Color is not ordered in the brain
As Noah Iliinsky explains it, some visual encodings are ordered in the brain and others are not (Iliinsky has a useful diagram on his website on different visual encodings and their properties). If a particular visual encoding is ordered in the brain, it means that it is not something that has to be learned or that can be unlearned. Visual encodings that are ordered in the brain are automatically processed with very high precision. Automatically we our brains can deduct hierarchies and orderings from these visual encodings.
Color as a visual encoding for data is not ordered in the brain. This is the main reason why color is difficult. Although the spectrum of colors visible for humans can be ordered according to wavelength, this ordering makes no sense to the human brain until it is learned. Spotting color variations is not something that is automatically processed in the brain and hence not something which humans are very good at. This makes color not so useful for encoding quantitative or ordinal data. For categorical data color can effectively applied. But what colors to choose for the different categories is complicated by the fact that also the symbolic and emotional meaning of different color hues are not hardwired in human brains, they have to be learned.
Color and meaning
The fact that color meanings are learned introduces a second reason why color is difficult.

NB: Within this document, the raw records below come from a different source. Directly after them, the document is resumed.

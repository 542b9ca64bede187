//! Command-line options shared by the subcommands.

use chrono::NaiveDate;
use clap::Args;
use crop_data::criteria::{DEFAULT_NDVI_MAX, DEFAULT_NDVI_MIN};
use crop_data::{FilterCriteria, Session};
use crop_survey::crop::Crop;
use crop_survey::generator::{SimulationConfig, RECORD_COUNT};
use crop_survey::status::SurveyStatus;
use crop_utils::dates::parse_date;

/// How the session dataset is simulated.
#[derive(Args, Debug, Clone)]
pub struct SessionArgs {
    /// Number of survey points to simulate
    #[arg(long, default_value_t = RECORD_COUNT)]
    pub count: usize,

    /// Seed for a reproducible dataset (random if omitted)
    #[arg(long)]
    pub seed: Option<u64>,
}

impl SessionArgs {
    pub fn session(&self) -> Session {
        let config = SimulationConfig {
            count: self.count,
            ..SimulationConfig::default()
        };
        match self.seed {
            Some(seed) => {
                log::info!("Simulating {} survey points with seed {}", self.count, seed);
                Session::seeded(&config, seed)
            }
            None => {
                log::info!("Simulating {} survey points", self.count);
                Session::new(&config)
            }
        }
    }
}

/// Filter selection. Options left out keep the session defaults.
#[derive(Args, Debug, Clone)]
pub struct FilterArgs {
    #[command(flatten)]
    pub session: SessionArgs,

    /// Surveyed crop to include (repeatable; all crops if omitted)
    #[arg(long = "crop")]
    pub crops: Vec<Crop>,

    /// Survey status to include (repeatable; all statuses if omitted)
    #[arg(long = "status")]
    pub statuses: Vec<SurveyStatus>,

    /// First survey date to include, YYYY-MM-DD (earliest in dataset if omitted)
    #[arg(long, value_parser = parse_date)]
    pub start_date: Option<NaiveDate>,

    /// Last survey date to include, YYYY-MM-DD (latest in dataset if omitted)
    #[arg(long, value_parser = parse_date)]
    pub end_date: Option<NaiveDate>,

    /// Minimum NDVI
    #[arg(long, default_value_t = DEFAULT_NDVI_MIN)]
    pub ndvi_min: f64,

    /// Maximum NDVI
    #[arg(long, default_value_t = DEFAULT_NDVI_MAX)]
    pub ndvi_max: f64,

    /// Show only points where the classified crop matches the surveyed crop
    #[arg(long)]
    pub exact_match: bool,
}

impl FilterArgs {
    /// Overlay these options on the session's default criteria.
    pub fn criteria(&self, session: &Session) -> FilterCriteria {
        let mut criteria = session.default_criteria();
        if !self.crops.is_empty() {
            criteria.crops = self.crops.iter().copied().collect();
        }
        if !self.statuses.is_empty() {
            criteria.statuses = self.statuses.iter().copied().collect();
        }
        if let Some(start) = self.start_date {
            criteria.start_date = start;
        }
        if let Some(end) = self.end_date {
            criteria.end_date = end;
        }
        criteria.ndvi_min = self.ndvi_min;
        criteria.ndvi_max = self.ndvi_max;
        criteria.exact_match_only = self.exact_match;
        if criteria.ndvi_min > criteria.ndvi_max || criteria.start_date > criteria.end_date {
            log::warn!("Filter ranges are inverted; no survey points will match");
        }
        criteria
    }
}

#[cfg(test)]
mod tests {
    use super::*;
    use clap::Parser;

    #[derive(Parser)]
    struct TestCli {
        #[command(flatten)]
        filters: FilterArgs,
    }

    fn parse(args: &[&str]) -> FilterArgs {
        let argv = std::iter::once("crop-cli").chain(args.iter().copied());
        TestCli::try_parse_from(argv).unwrap().filters
    }

    #[test]
    fn test_defaults() {
        let args = parse(&["--seed", "4"]);
        let session = args.session.session();
        assert_eq!(session.records().len(), RECORD_COUNT);
        assert_eq!(args.criteria(&session), session.default_criteria());
    }

    #[test]
    fn test_overrides() {
        let args = parse(&[
            "--seed",
            "4",
            "--count",
            "25",
            "--crop",
            "wheat",
            "--crop",
            "Rice",
            "--status",
            "field-visit-done",
            "--start-date",
            "2025-02-01",
            "--end-date",
            "2025-05-31",
            "--ndvi-min",
            "0.45",
            "--exact-match",
        ]);
        let session = args.session.session();
        assert_eq!(session.records().len(), 25);

        let criteria = args.criteria(&session);
        assert_eq!(criteria.crops.len(), 2);
        assert!(criteria.crops.contains(&Crop::Wheat));
        assert!(criteria.crops.contains(&Crop::Rice));
        assert_eq!(criteria.statuses.len(), 1);
        assert!(criteria.statuses.contains(&SurveyStatus::FieldVisitDone));
        assert_eq!(
            criteria.start_date,
            NaiveDate::from_ymd_opt(2025, 2, 1).unwrap()
        );
        assert_eq!(
            criteria.end_date,
            NaiveDate::from_ymd_opt(2025, 5, 31).unwrap()
        );
        assert_eq!(criteria.ndvi_min, 0.45);
        assert_eq!(criteria.ndvi_max, DEFAULT_NDVI_MAX);
        assert!(criteria.exact_match_only);
    }

    #[test]
    fn test_rejects_unknown_values() {
        let argv = ["crop-cli", "--crop", "Barley"];
        assert!(TestCli::try_parse_from(argv).is_err());
        let argv = ["crop-cli", "--start-date", "03/01/2025"];
        assert!(TestCli::try_parse_from(argv).is_err());
    }
}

Color is learned differently by different people and hence there are no universal meanings of colors. Color meanings vary among cultures age groups, professions, sexes and so on. Furthermore are color meanings affected by differences in experiences and tastes from person to person. And to complicate things even more, color meanings are also context specific. Below is a (somewhat difficult to read) visualization of differences in color associations.
Another compelling example of how color is learned and can be very profession specific, is discussed a great datastori.es podcast by Enrico Bertini and Moritz Stefaner on color. They talk about how color gradients encompassing the whole color spectrum (like in the example below) should never be used. Interestingly enough they found out that scientist who do use these, because it happens to be a default in their software, have become very skilled in reading these full color spectrum scales.
So using color in design is a complex task, like for example logo designers know all to well. Color use in information visualizations can lead to different interpretations by different viewers. If color is used it is therefore good to know the targeted audience and their color associations. This is of course easier when an audience can be clearly defined. Furthermore it is important to provide context for the visualization, so that certain associations can be stimulated.
A last reason why color is difficult that I want to mention is about how humans perceive color. Or how people don’t perceive color. If color is used in a visualization to show differences in the data it is good to make sure that people with color blindness can also perceive the differences in color and hence the differences in the data. A useful tool for non-colorblind people to test if a design is colorblind safe is Color Oracle. This software allows for altering the screen display according to the various forms of colorblindness.
The color advice tool Color Brewer is also a very useful way of obtaining a good equidistant color palette. Predefined sequential, divergent or qualitative palettes can be selected and adjusted to the specifics needs at hand. A good feature of this tool is that the selection of palettes can be narrowed down by colorblind, color print, photocopy and LCD friendliness. The downside is that the predefined palettes are a bit dull and limit freedom in design.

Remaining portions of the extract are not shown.